**SUPPLIED MATERIAL**
* * * * * * * * *

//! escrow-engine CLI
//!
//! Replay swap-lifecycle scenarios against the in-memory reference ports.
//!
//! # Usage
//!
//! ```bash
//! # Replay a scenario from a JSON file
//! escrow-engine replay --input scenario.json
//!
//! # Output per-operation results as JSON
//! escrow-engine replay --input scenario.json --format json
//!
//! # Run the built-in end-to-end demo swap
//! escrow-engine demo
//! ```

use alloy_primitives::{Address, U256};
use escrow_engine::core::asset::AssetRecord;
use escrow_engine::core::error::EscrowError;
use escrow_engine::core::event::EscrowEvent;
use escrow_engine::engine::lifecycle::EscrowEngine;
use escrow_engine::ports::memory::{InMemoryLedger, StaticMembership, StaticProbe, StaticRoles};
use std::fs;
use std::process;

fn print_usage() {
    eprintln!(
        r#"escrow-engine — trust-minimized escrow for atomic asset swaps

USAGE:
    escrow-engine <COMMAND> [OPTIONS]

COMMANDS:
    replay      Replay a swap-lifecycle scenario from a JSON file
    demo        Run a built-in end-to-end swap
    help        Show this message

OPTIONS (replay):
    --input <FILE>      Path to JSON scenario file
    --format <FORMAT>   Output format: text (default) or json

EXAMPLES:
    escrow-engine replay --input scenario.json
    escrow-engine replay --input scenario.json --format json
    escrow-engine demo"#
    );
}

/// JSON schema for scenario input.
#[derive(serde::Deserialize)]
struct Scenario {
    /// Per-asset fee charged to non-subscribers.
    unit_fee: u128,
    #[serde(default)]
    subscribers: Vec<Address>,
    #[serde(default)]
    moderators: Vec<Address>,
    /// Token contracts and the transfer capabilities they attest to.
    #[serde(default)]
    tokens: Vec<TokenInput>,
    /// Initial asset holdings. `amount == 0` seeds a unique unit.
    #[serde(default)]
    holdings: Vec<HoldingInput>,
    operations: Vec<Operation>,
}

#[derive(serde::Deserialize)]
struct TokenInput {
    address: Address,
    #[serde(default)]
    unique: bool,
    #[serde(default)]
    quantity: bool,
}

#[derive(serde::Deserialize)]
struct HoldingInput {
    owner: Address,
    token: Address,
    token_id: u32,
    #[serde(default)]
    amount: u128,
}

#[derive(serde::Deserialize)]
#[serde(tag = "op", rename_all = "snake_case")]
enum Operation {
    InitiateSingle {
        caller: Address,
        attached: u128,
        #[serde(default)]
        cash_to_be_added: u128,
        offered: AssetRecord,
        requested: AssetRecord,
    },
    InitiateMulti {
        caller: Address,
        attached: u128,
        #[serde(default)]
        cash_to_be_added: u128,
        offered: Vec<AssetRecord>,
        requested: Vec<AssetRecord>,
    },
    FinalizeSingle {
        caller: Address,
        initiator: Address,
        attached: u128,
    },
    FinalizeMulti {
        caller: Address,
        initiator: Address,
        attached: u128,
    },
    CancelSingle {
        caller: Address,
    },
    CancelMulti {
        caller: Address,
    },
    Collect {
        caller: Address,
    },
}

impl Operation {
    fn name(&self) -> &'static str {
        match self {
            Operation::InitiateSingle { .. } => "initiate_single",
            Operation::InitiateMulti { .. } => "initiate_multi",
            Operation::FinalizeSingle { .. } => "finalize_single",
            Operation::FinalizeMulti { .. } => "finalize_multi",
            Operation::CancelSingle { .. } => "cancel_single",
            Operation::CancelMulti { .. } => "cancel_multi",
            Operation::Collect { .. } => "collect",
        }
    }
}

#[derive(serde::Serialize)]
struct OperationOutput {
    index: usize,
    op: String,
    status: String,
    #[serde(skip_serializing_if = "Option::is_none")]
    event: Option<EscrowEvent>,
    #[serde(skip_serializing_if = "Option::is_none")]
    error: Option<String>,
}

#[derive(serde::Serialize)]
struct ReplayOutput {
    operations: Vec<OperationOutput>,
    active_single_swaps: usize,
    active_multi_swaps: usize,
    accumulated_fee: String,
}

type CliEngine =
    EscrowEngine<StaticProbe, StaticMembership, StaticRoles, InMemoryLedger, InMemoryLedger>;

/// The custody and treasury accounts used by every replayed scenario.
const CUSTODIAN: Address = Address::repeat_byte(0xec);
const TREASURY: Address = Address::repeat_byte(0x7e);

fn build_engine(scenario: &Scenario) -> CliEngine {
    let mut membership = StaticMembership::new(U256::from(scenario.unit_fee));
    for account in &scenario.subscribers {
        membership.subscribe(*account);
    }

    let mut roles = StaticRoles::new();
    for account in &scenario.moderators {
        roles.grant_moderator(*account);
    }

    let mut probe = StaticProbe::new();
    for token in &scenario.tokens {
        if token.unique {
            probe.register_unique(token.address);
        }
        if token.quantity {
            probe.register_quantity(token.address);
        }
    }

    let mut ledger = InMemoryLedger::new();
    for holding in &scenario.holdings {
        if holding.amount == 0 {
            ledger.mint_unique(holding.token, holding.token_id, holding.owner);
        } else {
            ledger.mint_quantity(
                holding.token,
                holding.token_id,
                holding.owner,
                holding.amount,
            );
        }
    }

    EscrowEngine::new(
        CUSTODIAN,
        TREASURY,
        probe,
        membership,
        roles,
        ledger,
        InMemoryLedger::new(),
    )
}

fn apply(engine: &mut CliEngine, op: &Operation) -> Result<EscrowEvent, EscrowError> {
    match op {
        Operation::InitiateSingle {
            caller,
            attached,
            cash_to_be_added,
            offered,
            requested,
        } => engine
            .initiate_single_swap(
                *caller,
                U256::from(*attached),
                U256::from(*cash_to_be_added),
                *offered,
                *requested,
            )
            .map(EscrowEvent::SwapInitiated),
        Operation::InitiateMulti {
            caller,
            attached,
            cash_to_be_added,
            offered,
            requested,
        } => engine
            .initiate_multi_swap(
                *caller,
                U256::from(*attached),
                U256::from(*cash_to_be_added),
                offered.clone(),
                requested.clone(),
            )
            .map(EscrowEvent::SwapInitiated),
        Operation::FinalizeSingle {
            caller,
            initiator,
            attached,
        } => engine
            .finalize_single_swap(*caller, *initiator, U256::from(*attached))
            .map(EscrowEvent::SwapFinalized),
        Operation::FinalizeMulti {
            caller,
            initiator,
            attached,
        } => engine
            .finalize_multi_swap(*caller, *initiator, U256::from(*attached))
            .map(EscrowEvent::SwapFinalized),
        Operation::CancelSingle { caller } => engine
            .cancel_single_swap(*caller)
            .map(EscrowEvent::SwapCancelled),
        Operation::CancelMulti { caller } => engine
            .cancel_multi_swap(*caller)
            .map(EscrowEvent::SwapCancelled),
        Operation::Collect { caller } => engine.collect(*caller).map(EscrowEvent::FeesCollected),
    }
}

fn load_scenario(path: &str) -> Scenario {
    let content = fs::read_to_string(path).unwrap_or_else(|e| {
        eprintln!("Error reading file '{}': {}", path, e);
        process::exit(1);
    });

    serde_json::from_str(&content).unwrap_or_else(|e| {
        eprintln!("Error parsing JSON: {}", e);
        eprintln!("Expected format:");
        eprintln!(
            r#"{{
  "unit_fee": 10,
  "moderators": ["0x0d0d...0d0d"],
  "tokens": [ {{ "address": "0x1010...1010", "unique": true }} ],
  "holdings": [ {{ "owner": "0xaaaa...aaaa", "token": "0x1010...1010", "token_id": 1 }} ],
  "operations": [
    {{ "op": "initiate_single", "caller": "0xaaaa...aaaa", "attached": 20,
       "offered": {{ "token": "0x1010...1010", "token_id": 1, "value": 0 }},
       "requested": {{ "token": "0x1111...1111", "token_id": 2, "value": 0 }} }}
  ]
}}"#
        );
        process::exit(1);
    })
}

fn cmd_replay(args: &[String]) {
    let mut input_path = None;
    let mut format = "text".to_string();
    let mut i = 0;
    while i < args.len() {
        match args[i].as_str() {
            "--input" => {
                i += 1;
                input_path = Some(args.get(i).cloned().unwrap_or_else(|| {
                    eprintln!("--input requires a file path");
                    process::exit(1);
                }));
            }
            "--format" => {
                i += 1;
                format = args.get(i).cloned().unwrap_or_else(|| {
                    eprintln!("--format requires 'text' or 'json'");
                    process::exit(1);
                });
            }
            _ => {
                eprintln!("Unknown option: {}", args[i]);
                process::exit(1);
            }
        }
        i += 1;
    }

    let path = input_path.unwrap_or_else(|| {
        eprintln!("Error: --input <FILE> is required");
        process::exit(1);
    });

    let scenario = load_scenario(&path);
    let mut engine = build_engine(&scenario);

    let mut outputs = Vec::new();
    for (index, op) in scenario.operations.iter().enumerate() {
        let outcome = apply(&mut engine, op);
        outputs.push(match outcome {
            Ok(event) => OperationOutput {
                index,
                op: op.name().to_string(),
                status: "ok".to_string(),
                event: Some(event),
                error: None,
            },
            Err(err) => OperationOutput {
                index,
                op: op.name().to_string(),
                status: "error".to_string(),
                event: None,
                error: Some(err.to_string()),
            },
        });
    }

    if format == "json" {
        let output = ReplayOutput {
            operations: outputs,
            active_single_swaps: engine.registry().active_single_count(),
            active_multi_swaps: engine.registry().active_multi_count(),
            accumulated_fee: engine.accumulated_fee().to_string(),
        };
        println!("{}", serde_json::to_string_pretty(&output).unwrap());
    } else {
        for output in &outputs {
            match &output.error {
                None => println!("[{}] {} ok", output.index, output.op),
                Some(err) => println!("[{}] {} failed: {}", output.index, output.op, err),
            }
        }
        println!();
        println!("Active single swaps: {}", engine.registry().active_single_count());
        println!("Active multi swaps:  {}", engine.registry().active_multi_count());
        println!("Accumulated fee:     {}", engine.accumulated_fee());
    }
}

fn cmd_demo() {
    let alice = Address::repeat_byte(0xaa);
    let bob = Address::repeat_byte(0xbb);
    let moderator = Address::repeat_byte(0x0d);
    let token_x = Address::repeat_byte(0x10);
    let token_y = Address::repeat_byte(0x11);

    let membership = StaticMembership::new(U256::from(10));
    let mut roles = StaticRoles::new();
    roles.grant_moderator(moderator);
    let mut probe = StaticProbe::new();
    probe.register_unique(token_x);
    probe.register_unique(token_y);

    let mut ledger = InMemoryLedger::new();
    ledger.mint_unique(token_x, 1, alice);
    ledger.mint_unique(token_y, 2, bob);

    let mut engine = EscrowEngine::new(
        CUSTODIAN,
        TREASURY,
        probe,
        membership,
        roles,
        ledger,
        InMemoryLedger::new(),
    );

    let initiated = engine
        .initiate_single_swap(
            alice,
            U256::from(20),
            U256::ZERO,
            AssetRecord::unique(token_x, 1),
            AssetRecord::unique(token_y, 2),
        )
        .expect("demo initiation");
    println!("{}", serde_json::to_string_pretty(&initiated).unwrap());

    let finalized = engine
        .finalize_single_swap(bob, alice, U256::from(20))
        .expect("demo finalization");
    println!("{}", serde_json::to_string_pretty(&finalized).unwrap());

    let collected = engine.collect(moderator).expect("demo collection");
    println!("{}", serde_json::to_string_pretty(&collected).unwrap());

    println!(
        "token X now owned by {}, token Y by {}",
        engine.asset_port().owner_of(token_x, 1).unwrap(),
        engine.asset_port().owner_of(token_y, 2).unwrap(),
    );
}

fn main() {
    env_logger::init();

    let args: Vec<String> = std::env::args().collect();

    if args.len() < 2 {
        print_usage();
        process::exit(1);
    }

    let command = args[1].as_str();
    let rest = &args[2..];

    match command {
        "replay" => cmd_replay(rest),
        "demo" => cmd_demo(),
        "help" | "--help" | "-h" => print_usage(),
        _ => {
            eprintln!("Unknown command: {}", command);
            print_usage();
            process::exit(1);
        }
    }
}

* * * * * * * * *

**TASK**
Copy out each line of the data that includes the string "aaaa".

**RESULT OF THE EXERCISE**
  "holdings": [ {{ "owner": "0xaaaa...aaaa", "token": "0x1010...1010", "token_id": 1 }} ],
    {{ "op": "initiate_single", "caller": "0xaaaa...aaaa", "attached": 20,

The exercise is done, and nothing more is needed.